Saved data entries:
════

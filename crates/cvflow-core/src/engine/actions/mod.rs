//! Built-in action types.
//!
//! Every module exposes a keyword schema and a constructor; [`register_builtins`] wires
//! them into an [`ActionRegistry`].

pub mod bias_value;
pub mod concatenate;
pub mod constant;
pub mod distance;
pub mod interpolate_grid;
pub mod molinfo;
pub mod quaternion_product;
pub mod reference_grid;
pub mod select_with_mask;
pub mod sum;
pub mod walls;
pub mod whole_molecules;
pub mod wrap_around;

use super::registry::ActionRegistry;

pub fn register_builtins(registry: &mut ActionRegistry) {
    registry.insert(bias_value::keywords(), bias_value::build);
    registry.insert(concatenate::keywords(), concatenate::build);
    registry.insert(constant::keywords(), constant::build);
    registry.insert(distance::keywords(), distance::build);
    registry.insert(interpolate_grid::keywords(), interpolate_grid::build);
    registry.insert(walls::lower_keywords(), walls::build_lower);
    registry.insert(molinfo::keywords(), molinfo::build);
    registry.insert(quaternion_product::keywords(), quaternion_product::build);
    registry.insert(reference_grid::keywords(), reference_grid::build);
    registry.insert(select_with_mask::keywords(), select_with_mask::build);
    registry.insert(sum::keywords(), sum::build);
    registry.insert(walls::upper_keywords(), walls::build_upper);
    registry.insert(whole_molecules::keywords(), whole_molecules::build);
    registry.insert(wrap_around::keywords(), wrap_around::build);
}
//! Reference structures and the topology helpers built on them.
//!
//! A reference structure is a whole (unwrapped) copy of the molecule supplied by the
//! driver. It is used to select backbone atoms by residue and to derive the spanning
//! tree that guides molecule reconstruction.

pub mod backbone;
pub mod reference;
pub mod tree;
//! # cvflow Core Library
//!
//! A differentiable computation graph for collective variables in molecular simulations.
//! Actions produce typed, shaped values with sparse derivative tracking, biases turn those
//! values into energies, and a reverse pass carries the resulting forces back onto atoms.
//!
//! ## Architectural Philosophy
//!
//! The library follows a strict three-layer architecture:
//!
//! - **[`core`]: The Foundation.** Stateless data models (`Value`, `MultiValue`, `Grid`),
//!   periodic boundary arithmetic, interpolation kernels, quaternion algebra, reference
//!   structures, the atom arena, and grid file I/O.
//!
//! - **[`engine`]: The Logic Core.** The action graph itself: keyword schemas, the action
//!   registry, the per-action task scheduler, force back-propagation, and the built-in
//!   actions (walls, quaternion products, grid interpolation, molecule reconstruction, ...).
//!
//! - **[`workflows`]: The Public API.** Per-step sessions for MD-engine integrations and a
//!   trajectory driver that evaluates a graph over a sequence of frames.

pub mod core;
pub mod engine;
pub mod workflows;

════

After locating the line holding "biases turn those" above, output exactly that line and every line after it through the line holding "The Foundation.** Stateless". Include nothing else.

//! Actions produce typed, shaped values with sparse derivative tracking, biases turn those
//! values into energies, and a reverse pass carries the resulting forces back onto atoms.
//!
//! ## Architectural Philosophy
//!
//! The library follows a strict three-layer architecture:
//!
//! - **[`core`]: The Foundation.** Stateless data models (`Value`, `MultiValue`, `Grid`),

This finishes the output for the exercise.